The records below are to be retyped in full, without any alteration.

• **THE DATA**
##########
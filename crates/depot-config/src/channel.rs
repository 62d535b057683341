//! Channel records: alias → backend-specific metadata (§6 "Channel data").

use std::collections::BTreeMap;

use depot_core::{Error, Result};
use serde::{Deserialize, Serialize};

/// A single channel's record. Backend-specific fields (e.g. `baseurl`) live
/// in `extra` so new backends never require a schema change here.
#[derive(Debug, Clone, Serialize, Deserialize)]
#[serde(rename_all = "kebab-case")]
pub struct ChannelRecord {
    /// The backend/loader type this channel is served by.
    #[serde(rename = "type")]
    pub kind: String,
    /// The channel's stable alias, used as its key in [`crate::ConfigState::channels`].
    pub alias: String,
    /// Human-facing name.
    pub name: String,
    /// Human-facing description.
    #[serde(default)]
    pub description: String,
    /// Priority; higher wins ties during resolution.
    #[serde(default)]
    pub priority: i64,
    /// Whether this channel was added manually (vs. auto-discovered).
    #[serde(default)]
    pub manual: bool,
    /// Whether this channel may be removed by the user.
    #[serde(default = "default_removable")]
    pub removable: bool,
    /// Backend-specific fields not named above (e.g. `baseurl`).
    #[serde(flatten)]
    pub extra: BTreeMap<String, sonic_rs::Value>,
}

const fn default_removable() -> bool {
    true
}

/// Channel types that are loaded from a location and therefore require a
/// `baseurl` entry in `extra`. The `local` type reads from the filesystem
/// it's already pointed at and carries no remote location.
const REQUIRES_BASEURL: &[&str] = &["rpm-md", "deb", "composer", "http"];

impl ChannelRecord {
    /// Validates this record: rejects a missing `baseurl` for backends that
    /// need one, and a non-integer `priority` (caught upstream by
    /// deserialization, checked again here so direct construction is safe).
    pub fn validate(&self) -> Result<()> {
        if REQUIRES_BASEURL.contains(&self.kind.as_str()) && !self.extra.contains_key("baseurl") {
            return Err(Error::channel_data(&self.alias, format!("channel type '{}' requires a 'baseurl'", self.kind)));
        }
        Ok(())
    }
}

#[cfg(test)]
mod tests {
    use super::*;

    fn record(kind: &str, extra: BTreeMap<String, sonic_rs::Value>) -> ChannelRecord {
        ChannelRecord {
            kind: kind.to_string(),
            alias: "main".to_string(),
            name: "Main".to_string(),
            description: String::new(),
            priority: 10,
            manual: true,
            removable: true,
            extra,
        }
    }

    #[test]
    fn missing_baseurl_on_a_remote_backend_is_rejected() {
        let record = record("rpm-md", BTreeMap::new());
        let err = record.validate().unwrap_err();
        assert!(format!("{err}").contains("baseurl"));
    }

    #[test]
    fn local_backend_does_not_require_a_baseurl() {
        let record = record("local", BTreeMap::new());
        assert!(record.validate().is_ok());
    }

    #[test]
    fn baseurl_present_passes_validation() {
        let mut extra = BTreeMap::new();
        extra.insert("baseurl".to_string(), sonic_rs::json!("https://example.test/repo"));
        let record = record("rpm-md", extra);
        assert!(record.validate().is_ok());
    }
}
//! External collaborator ports (§6): fetcher and interface.
//!
//! The core consumes these as trait objects; no implementation here performs
//! real network I/O or terminal rendering. `depot-cli` supplies the
//! reference implementations.

use std::fmt;

/// Outcome of fetching a single enqueued item.
#[derive(Debug, Clone, Copy, PartialEq, Eq)]
pub enum FetchStatus {
    /// The item was retrieved (and, if a digest was supplied, verified).
    Succeeded,
    /// The item could not be retrieved or failed verification.
    Failed,
}

/// A single fetch request and its outcome.
pub trait FetchItem: fmt::Debug {
    /// The outcome of this fetch, once `Fetcher::run` has completed.
    fn status(&self) -> FetchStatus;
    /// The URL that was requested.
    fn url(&self) -> &str;
    /// Human-readable failure reason, when `status() == Failed`.
    fn failed_reason(&self) -> Option<&str>;
    /// The local path the content was written to, when `status() == Succeeded`.
    fn target_path(&self) -> Option<&std::path::Path>;
}

/// Progress sink handed to `Fetcher::run`.
pub trait Progress {
    /// Advances the progress indicator by `amount` units.
    fn add(&mut self, amount: u64);
}

/// The fetcher port (§6): network/checksum/decompression, entirely external
/// to the core. Guarantees checksum verification when a digest is supplied
/// and decompression when requested.
pub trait Fetcher {
    /// Clears any previously enqueued items.
    fn reset(&mut self);

    /// Enqueues a URL for retrieval. `md5`/`sha1` request checksum
    /// verification; `uncomp` requests decompression after a successful
    /// download, with `uncomp_md5` verifying the decompressed content.
    fn enqueue(
        &mut self,
        url: &str,
        md5: Option<&str>,
        sha1: Option<&str>,
        uncomp_md5: Option<&str>,
        uncomp: bool,
    ) -> Box<dyn FetchItem>;

    /// Runs all enqueued fetches to completion, reporting progress.
    fn run(&mut self, progress: &mut dyn Progress);
}

/// The interface port (§6): progress, warnings, confirmation.
pub trait Interface {
    /// Reports a non-fatal problem.
    fn warning(&mut self, msg: &str);
    /// Reports a fatal-to-the-current-operation problem.
    fn error(&mut self, msg: &str);
    /// Reports an informational message.
    fn info(&mut self, msg: &str);
    /// Begins a labeled status display (e.g. a spinner).
    fn show_status(&mut self, label: &str);
    /// Ends the current status display.
    fn hide_status(&mut self);
    /// Asks the user a yes/no question; returning false must abort cleanly
    /// with no side effect on the cache.
    fn ask_yes_no(&mut self, question: &str) -> bool;
}
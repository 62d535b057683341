//! CLI integration tests for depot.
//!
//! These exercise the binary as a subprocess, asserting on exit status and
//! rendered output rather than calling into the command modules directly.

use assert_cmd::cargo_bin;
use assert_cmd::prelude::*;
use predicates::prelude::*;
use std::process::Command;

fn depot() -> Command {
    Command::new(cargo_bin!("depot"))
}

#[test]
fn help_lists_every_subcommand() {
    depot()
        .arg("--help")
        .assert()
        .success()
        .stdout(predicate::str::contains("install"))
        .stdout(predicate::str::contains("remove"))
        .stdout(predicate::str::contains("upgrade"))
        .stdout(predicate::str::contains("reinstall"))
        .stdout(predicate::str::contains("query"))
        .stdout(predicate::str::contains("search"))
        .stdout(predicate::str::contains("status"));
}

#[test]
fn version_flag_reports_the_binary_name() {
    depot().arg("--version").assert().success().stdout(predicate::str::contains("depot"));
}

#[test]
fn search_finds_a_known_fixture_package() {
    depot().args(["search", "foo"]).assert().success().stdout(predicate::str::contains("foo"));
}

#[test]
fn search_for_an_unknown_name_suggests_nothing_fatal() {
    depot().args(["search", "zzz-does-not-exist"]).assert().success();
}

#[test]
fn status_lists_installed_fixture_packages() {
    depot().arg("status").assert().success().stdout(predicate::str::contains("installed").or(predicate::str::contains("PACKAGE")));
}

#[test]
fn install_of_an_unknown_package_is_a_user_error() {
    depot().args(["install", "zzz-does-not-exist"]).assert().failure().code(1);
}

#[test]
fn query_without_a_term_or_who_flag_is_a_usage_error() {
    depot().arg("query").assert().failure().code(2);
}

#[test]
fn reinstall_of_an_uninstalled_package_is_rejected() {
    // bar is a fixture package that is never marked installed.
    depot().args(["reinstall", "bar"]).assert().failure();
}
##########
• **EXERCISE ANSWER**
filename crates/depot-config/src/channel.rs
repository 62d535b057683341
//! Channel records: alias → backend-specific metadata (§6 "Channel data").

use std::collections::BTreeMap;

use depot_core::{Error, Result};
use serde::{Deserialize, Serialize};

/// A single channel's record. Backend-specific fields (e.g. `baseurl`) live
/// in `extra` so new backends never require a schema change here.
#[derive(Debug, Clone, Serialize, Deserialize)]
#[serde(rename_all = "kebab-case")]
pub struct ChannelRecord {
    /// The backend/loader type this channel is served by.
    #[serde(rename = "type")]
    pub kind: String,
    /// The channel's stable alias, used as its key in [`crate::ConfigState::channels`].
    pub alias: String,
    /// Human-facing name.
    pub name: String,
    /// Human-facing description.
    #[serde(default)]
    pub description: String,
    /// Priority; higher wins ties during resolution.
    #[serde(default)]
    pub priority: i64,
    /// Whether this channel was added manually (vs. auto-discovered).
    #[serde(default)]
    pub manual: bool,
    /// Whether this channel may be removed by the user.
    #[serde(default = "default_removable")]
    pub removable: bool,
    /// Backend-specific fields not named above (e.g. `baseurl`).
    #[serde(flatten)]
    pub extra: BTreeMap<String, sonic_rs::Value>,
}

const fn default_removable() -> bool {
    true
}

/// Channel types that are loaded from a location and therefore require a
/// `baseurl` entry in `extra`. The `local` type reads from the filesystem
/// it's already pointed at and carries no remote location.
const REQUIRES_BASEURL: &[&str] = &["rpm-md", "deb", "composer", "http"];

impl ChannelRecord {
    /// Validates this record: rejects a missing `baseurl` for backends that
    /// need one, and a non-integer `priority` (caught upstream by
    /// deserialization, checked again here so direct construction is safe).
    pub fn validate(&self) -> Result<()> {
        if REQUIRES_BASEURL.contains(&self.kind.as_str()) && !self.extra.contains_key("baseurl") {
            return Err(Error::channel_data(&self.alias, format!("channel type '{}' requires a 'baseurl'", self.kind)));
        }
        Ok(())
    }
}

#[cfg(test)]
mod tests {
    use super::*;

    fn record(kind: &str, extra: BTreeMap<String, sonic_rs::Value>) -> ChannelRecord {
        ChannelRecord {
            kind: kind.to_string(),
            alias: "main".to_string(),
            name: "Main".to_string(),
            description: String::new(),
            priority: 10,
            manual: true,
            removable: true,
            extra,
        }
    }

    #[test]
    fn missing_baseurl_on_a_remote_backend_is_rejected() {
        let record = record("rpm-md", BTreeMap::new());
        let err = record.validate().unwrap_err();
        assert!(format!("{err}").contains("baseurl"));
    }

    #[test]
    fn local_backend_does_not_require_a_baseurl() {
        let record = record("local", BTreeMap::new());
        assert!(record.validate().is_ok());
    }

    #[test]
    fn baseurl_present_passes_validation() {
        let mut extra = BTreeMap::new();
        extra.insert("baseurl".to_string(), sonic_rs::json!("https://example.test/repo"));
        let record = record("rpm-md", extra);
        assert!(record.validate().is_ok());
    }
}
//! External collaborator ports (§6): fetcher and interface.
//!
//! The core consumes these as trait objects; no implementation here performs
//! real network I/O or terminal rendering. `depot-cli` supplies the
//! reference implementations.

use std::fmt;

/// Outcome of fetching a single enqueued item.
#[derive(Debug, Clone, Copy, PartialEq, Eq)]
pub enum FetchStatus {
    /// The item was retrieved (and, if a digest was supplied, verified).
    Succeeded,
    /// The item could not be retrieved or failed verification.
    Failed,
}

/// A single fetch request and its outcome.
pub trait FetchItem: fmt::Debug {
    /// The outcome of this fetch, once `Fetcher::run` has completed.
    fn status(&self) -> FetchStatus;
    /// The URL that was requested.
    fn url(&self) -> &str;
    /// Human-readable failure reason, when `status() == Failed`.
    fn failed_reason(&self) -> Option<&str>;
    /// The local path the content was written to, when `status() == Succeeded`.
    fn target_path(&self) -> Option<&std::path::Path>;
}

/// Progress sink handed to `Fetcher::run`.
pub trait Progress {
    /// Advances the progress indicator by `amount` units.
    fn add(&mut self, amount: u64);
}

/// The fetcher port (§6): network/checksum/decompression, entirely external
/// to the core. Guarantees checksum verification when a digest is supplied
/// and decompression when requested.
pub trait Fetcher {
    /// Clears any previously enqueued items.
    fn reset(&mut self);

    /// Enqueues a URL for retrieval. `md5`/`sha1` request checksum
    /// verification; `uncomp` requests decompression after a successful
    /// download, with `uncomp_md5` verifying the decompressed content.
    fn enqueue(
        &mut self,
        url: &str,
        md5: Option<&str>,
        sha1: Option<&str>,
        uncomp_md5: Option<&str>,
        uncomp: bool,
    ) -> Box<dyn FetchItem>;

    /// Runs all enqueued fetches to completion, reporting progress.
    fn run(&mut self, progress: &mut dyn Progress);
}

/// The interface port (§6): progress, warnings, confirmation.
pub trait Interface {
    /// Reports a non-fatal problem.
    fn warning(&mut self, msg: &str);
    /// Reports a fatal-to-the-current-operation problem.
    fn error(&mut self, msg: &str);
    /// Reports an informational message.
    fn info(&mut self, msg: &str);
    /// Begins a labeled status display (e.g. a spinner).
    fn show_status(&mut self, label: &str);
    /// Ends the current status display.
    fn hide_status(&mut self);
    /// Asks the user a yes/no question; returning false must abort cleanly
    /// with no side effect on the cache.
    fn ask_yes_no(&mut self, question: &str) -> bool;
}
repository 62d535b057683341
//! CLI integration tests for depot.
//!
//! These exercise the binary as a subprocess, asserting on exit status and
//! rendered output rather than calling into the command modules directly.

use assert_cmd::cargo_bin;
use assert_cmd::prelude::*;
use predicates::prelude::*;
use std::process::Command;

fn depot() -> Command {
    Command::new(cargo_bin!("depot"))
}

#[test]
fn help_lists_every_subcommand() {
    depot()
        .arg("--help")
        .assert()
        .success()
        .stdout(predicate::str::contains("install"))
        .stdout(predicate::str::contains("remove"))
        .stdout(predicate::str::contains("upgrade"))
        .stdout(predicate::str::contains("reinstall"))
        .stdout(predicate::str::contains("query"))
        .stdout(predicate::str::contains("search"))
        .stdout(predicate::str::contains("status"));
}

#[test]
fn version_flag_reports_the_binary_name() {
    depot().arg("--version").assert().success().stdout(predicate::str::contains("depot"));
}

#[test]
fn search_finds_a_known_fixture_package() {
    depot().args(["search", "foo"]).assert().success().stdout(predicate::str::contains("foo"));
}

#[test]
fn search_for_an_unknown_name_suggests_nothing_fatal() {
    depot().args(["search", "zzz-does-not-exist"]).assert().success();
}

#[test]
fn status_lists_installed_fixture_packages() {
    depot().arg("status").assert().success().stdout(predicate::str::contains("installed").or(predicate::str::contains("PACKAGE")));
}

#[test]
fn install_of_an_unknown_package_is_a_user_error() {
    depot().args(["install", "zzz-does-not-exist"]).assert().failure().code(1);
}

#[test]
fn query_without_a_term_or_who_flag_is_a_usage_error() {
    depot().arg("query").assert().failure().code(2);
}

#[test]
fn reinstall_of_an_uninstalled_package_is_rejected() {
    // bar is a fixture package that is never marked installed.
    depot().args(["reinstall", "bar"]).assert().failure();
}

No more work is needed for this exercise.